++++ Given records

//! Events: the aggregate root of the lifecycle
//!
//! An Event is created on submission and afterwards mutated only through
//! orchestrator-approved transitions. It is never physically deleted.

use crate::{ActorId, EventId, FactorId, LifecycleError, LifecycleResult, TenantId};
use chrono::{DateTime, Utc};
use serde::{Deserialize, Serialize};

// ── Classification ───────────────────────────────────────────────────

/// Kind of safety event
#[derive(Clone, Copy, Debug, PartialEq, Eq, Hash, Serialize, Deserialize)]
#[serde(rename_all = "snake_case")]
pub enum EventType {
    Observation,
    Incident,
}

impl EventType {
    pub fn as_str(&self) -> &'static str {
        match self {
            EventType::Observation => "observation",
            EventType::Incident => "incident",
        }
    }
}

impl std::fmt::Display for EventType {
    fn fmt(&self, f: &mut std::fmt::Formatter<'_>) -> std::fmt::Result {
        f.write_str(self.as_str())
    }
}

/// Risk classification, 1 (lowest) to 5 (highest)
#[derive(Clone, Copy, Debug, PartialEq, Eq, PartialOrd, Ord, Hash, Serialize, Deserialize)]
#[serde(try_from = "u8", into = "u8")]
pub struct Severity(u8);

impl Severity {
    pub const MIN: u8 = 1;
    pub const MAX: u8 = 5;

    pub fn new(level: u8) -> LifecycleResult<Self> {
        if (Self::MIN..=Self::MAX).contains(&level) {
            Ok(Self(level))
        } else {
            Err(LifecycleError::invalid_severity(level))
        }
    }

    pub fn level(&self) -> u8 {
        self.0
    }
}

impl TryFrom<u8> for Severity {
    type Error = LifecycleError;

    fn try_from(value: u8) -> Result<Self, Self::Error> {
        Severity::new(value)
    }
}

impl From<Severity> for u8 {
    fn from(value: Severity) -> Self {
        value.0
    }
}

impl std::fmt::Display for Severity {
    fn fmt(&self, f: &mut std::fmt::Formatter<'_>) -> std::fmt::Result {
        write!(f, "{}", self.0)
    }
}

// ── Status ───────────────────────────────────────────────────────────

/// Lifecycle status of an Event
#[derive(Clone, Copy, Debug, PartialEq, Eq, Hash, Serialize, Deserialize)]
#[serde(rename_all = "snake_case")]
pub enum EventStatus {
    Submitted,
    PendingDeptRepApproval,
    PendingHsseEscalationReview,
    PendingHsseRejectionReview,
    InvestigationInProgress,
    PendingHsseValidation,
    PendingContractControllerApproval,
    PendingFinalClosure,
    Closed,
    /// Observation rejection confirmed by HSSE review
    Rejected,
    /// Observation superseded by a new incident Event
    Upgraded,
}

impl EventStatus {
    pub const ALL: [EventStatus; 11] = [
        EventStatus::Submitted,
        EventStatus::PendingDeptRepApproval,
        EventStatus::PendingHsseEscalationReview,
        EventStatus::PendingHsseRejectionReview,
        EventStatus::InvestigationInProgress,
        EventStatus::PendingHsseValidation,
        EventStatus::PendingContractControllerApproval,
        EventStatus::PendingFinalClosure,
        EventStatus::Closed,
        EventStatus::Rejected,
        EventStatus::Upgraded,
    ];

    pub fn as_str(&self) -> &'static str {
        match self {
            EventStatus::Submitted => "submitted",
            EventStatus::PendingDeptRepApproval => "pending_dept_rep_approval",
            EventStatus::PendingHsseEscalationReview => "pending_hsse_escalation_review",
            EventStatus::PendingHsseRejectionReview => "pending_hsse_rejection_review",
            EventStatus::InvestigationInProgress => "investigation_in_progress",
            EventStatus::PendingHsseValidation => "pending_hsse_validation",
            EventStatus::PendingContractControllerApproval => {
                "pending_contract_controller_approval"
            }
            EventStatus::PendingFinalClosure => "pending_final_closure",
            EventStatus::Closed => "closed",
            EventStatus::Rejected => "rejected",
            EventStatus::Upgraded => "upgraded",
        }
    }

    /// No transition is defined out of a terminal status
    pub fn is_terminal(&self) -> bool {
        matches!(
            self,
            EventStatus::Closed | EventStatus::Rejected | EventStatus::Upgraded
        )
    }
}

impl std::fmt::Display for EventStatus {
    fn fmt(&self, f: &mut std::fmt::Formatter<'_>) -> std::fmt::Result {
        f.write_str(self.as_str())
    }
}

/// Outcome of HSSE expert validation
#[derive(Clone, Copy, Debug, Default, PartialEq, Eq, Hash, Serialize, Deserialize)]
#[serde(rename_all = "snake_case")]
pub enum HsseValidationStatus {
    #[default]
    None,
    Accepted,
    Rejected,
}

impl HsseValidationStatus {
    pub fn as_str(&self) -> &'static str {
        match self {
            HsseValidationStatus::None => "none",
            HsseValidationStatus::Accepted => "accepted",
            HsseValidationStatus::Rejected => "rejected",
        }
    }
}

// ── Contractor violations ────────────────────────────────────────────

/// Status of a contractor violation determination
#[derive(Clone, Copy, Debug, PartialEq, Eq, Hash, Serialize, Deserialize)]
#[serde(rename_all = "snake_case")]
pub enum ViolationStatus {
    PendingApproval,
    /// Penalty approved by the contract controller
    Enforceable,
    ReturnedForRework,
}

/// A contractor violation and its proposed financial penalty
#[derive(Clone, Debug, PartialEq, Eq, Serialize, Deserialize)]
pub struct ViolationDetermination {
    pub contractor: String,
    /// Penalty in minor currency units
    pub penalty_amount_minor: i64,
    pub currency: String,
    pub status: ViolationStatus,
    #[serde(skip_serializing_if = "Option::is_none")]
    pub notes: Option<String>,
}

impl ViolationDetermination {
    pub fn new(
        contractor: impl Into<String>,
        penalty_amount_minor: i64,
        currency: impl Into<String>,
    ) -> Self {
        Self {
            contractor: contractor.into(),
            penalty_amount_minor,
            currency: currency.into(),
            status: ViolationStatus::PendingApproval,
            notes: None,
        }
    }

    pub fn is_enforceable(&self) -> bool {
        self.status == ViolationStatus::Enforceable
    }
}

// ── Causal factors ───────────────────────────────────────────────────

/// Root cause or contributing factor
#[derive(Clone, Copy, Debug, PartialEq, Eq, Hash, Serialize, Deserialize)]
#[serde(rename_all = "snake_case")]
pub enum FactorKind {
    RootCause,
    ContributingFactor,
}

impl FactorKind {
    pub fn label(&self) -> &'static str {
        match self {
            FactorKind::RootCause => "root cause",
            FactorKind::ContributingFactor => "contributing factor",
        }
    }
}

/// A root cause or contributing factor recorded during investigation
#[derive(Clone, Debug, PartialEq, Eq, Serialize, Deserialize)]
pub struct CausalFactor {
    pub id: FactorId,
    pub tenant_id: TenantId,
    pub event_id: EventId,
    pub kind: FactorKind,
    pub description: String,
    pub recorded_by: ActorId,
    pub recorded_at: DateTime<Utc>,
}

// ── Event ────────────────────────────────────────────────────────────

/// Submission payload for a new Event
#[derive(Clone, Debug, Serialize, Deserialize)]
pub struct NewEvent {
    pub event_type: EventType,
    pub severity: u8,
    pub title: String,
    #[serde(default)]
    pub description: String,
    #[serde(default, skip_serializing_if = "Option::is_none")]
    pub department: Option<String>,
    #[serde(default, skip_serializing_if = "Option::is_none")]
    pub due_date: Option<DateTime<Utc>>,
}

impl NewEvent {
    pub fn observation(severity: u8, title: impl Into<String>) -> Self {
        Self {
            event_type: EventType::Observation,
            severity,
            title: title.into(),
            description: String::new(),
            department: None,
            due_date: None,
        }
    }

    pub fn incident(severity: u8, title: impl Into<String>) -> Self {
        Self {
            event_type: EventType::Incident,
            ..Self::observation(severity, title)
        }
    }

    pub fn with_department(mut self, department: impl Into<String>) -> Self {
        self.department = Some(department.into());
        self
    }

    pub fn with_description(mut self, description: impl Into<String>) -> Self {
        self.description = description.into();
        self
    }
}

/// A reported safety occurrence
#[derive(Clone, Debug, PartialEq, Serialize, Deserialize)]
pub struct Event {
    pub id: EventId,
    pub tenant_id: TenantId,
    /// Human-facing reference, e.g. `INC-2026-00042`
    pub reference_code: String,
    pub event_type: EventType,
    pub severity: Severity,
    pub status: EventStatus,
    pub title: String,
    pub description: String,
    #[serde(skip_serializing_if = "Option::is_none")]
    pub department: Option<String>,
    pub reporter_id: ActorId,
    #[serde(skip_serializing_if = "Option::is_none")]
    pub investigator_id: Option<ActorId>,
    #[serde(skip_serializing_if = "Option::is_none")]
    pub due_date: Option<DateTime<Utc>>,
    /// Derived from severity at submission
    pub closure_requires_manager_close: bool,
    pub hsse_validation_status: HsseValidationStatus,
    /// Set on an incident created by upgrading an observation
    #[serde(skip_serializing_if = "Option::is_none")]
    pub source_event_id: Option<EventId>,
    /// Set on an observation that was upgraded
    #[serde(skip_serializing_if = "Option::is_none")]
    pub upgraded_to: Option<EventId>,
    #[serde(skip_serializing_if = "Option::is_none")]
    pub violation: Option<ViolationDetermination>,
    pub created_at: DateTime<Utc>,
    pub updated_at: DateTime<Utc>,
    #[serde(skip_serializing_if = "Option::is_none")]
    pub closed_at: Option<DateTime<Utc>>,
    #[serde(skip_serializing_if = "Option::is_none")]
    pub deleted_at: Option<DateTime<Utc>>,
    /// Write counter maintained by storage; used for optimistic concurrency
    #[serde(default)]
    pub revision: u64,
}

impl Event {
    pub fn is_terminal(&self) -> bool {
        self.status.is_terminal()
    }

    pub fn is_deleted(&self) -> bool {
        self.deleted_at.is_some()
    }

    pub fn validation_accepted(&self) -> bool {
        self.hsse_validation_status == HsseValidationStatus::Accepted
    }
}

#[cfg(test)]
mod tests {
    use super::*;

    #[test]
    fn severity_rejects_out_of_range() {
        assert!(Severity::new(0).is_err());
        assert!(Severity::new(6).is_err());
        for level in 1..=5 {
            assert_eq!(Severity::new(level).unwrap().level(), level);
        }
    }

    #[test]
    fn severity_deserialization_is_range_checked() {
        assert!(serde_json::from_str::<Severity>("3").is_ok());
        assert!(serde_json::from_str::<Severity>("9").is_err());
    }

    #[test]
    fn terminal_statuses() {
        let terminal: Vec<_> = EventStatus::ALL
            .iter()
            .filter(|s| s.is_terminal())
            .collect();
        assert_eq!(
            terminal,
            vec![
                &EventStatus::Closed,
                &EventStatus::Rejected,
                &EventStatus::Upgraded
            ]
        );
    }

    #[test]
    fn status_serializes_snake_case() {
        let json = serde_json::to_string(&EventStatus::PendingHsseEscalationReview).unwrap();
        assert_eq!(json, "\"pending_hsse_escalation_review\"");
        assert_eq!(
            EventStatus::PendingHsseEscalationReview.as_str(),
            "pending_hsse_escalation_review"
        );
    }
}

++++++++

### Your objective:
Copy out, from the data above, every line holding the word "department".

### Answer area:
    pub department: Option<String>,
            department: None,
    pub fn with_department(mut self, department: impl Into<String>) -> Self {
        self.department = Some(department.into());
    pub department: Option<String>,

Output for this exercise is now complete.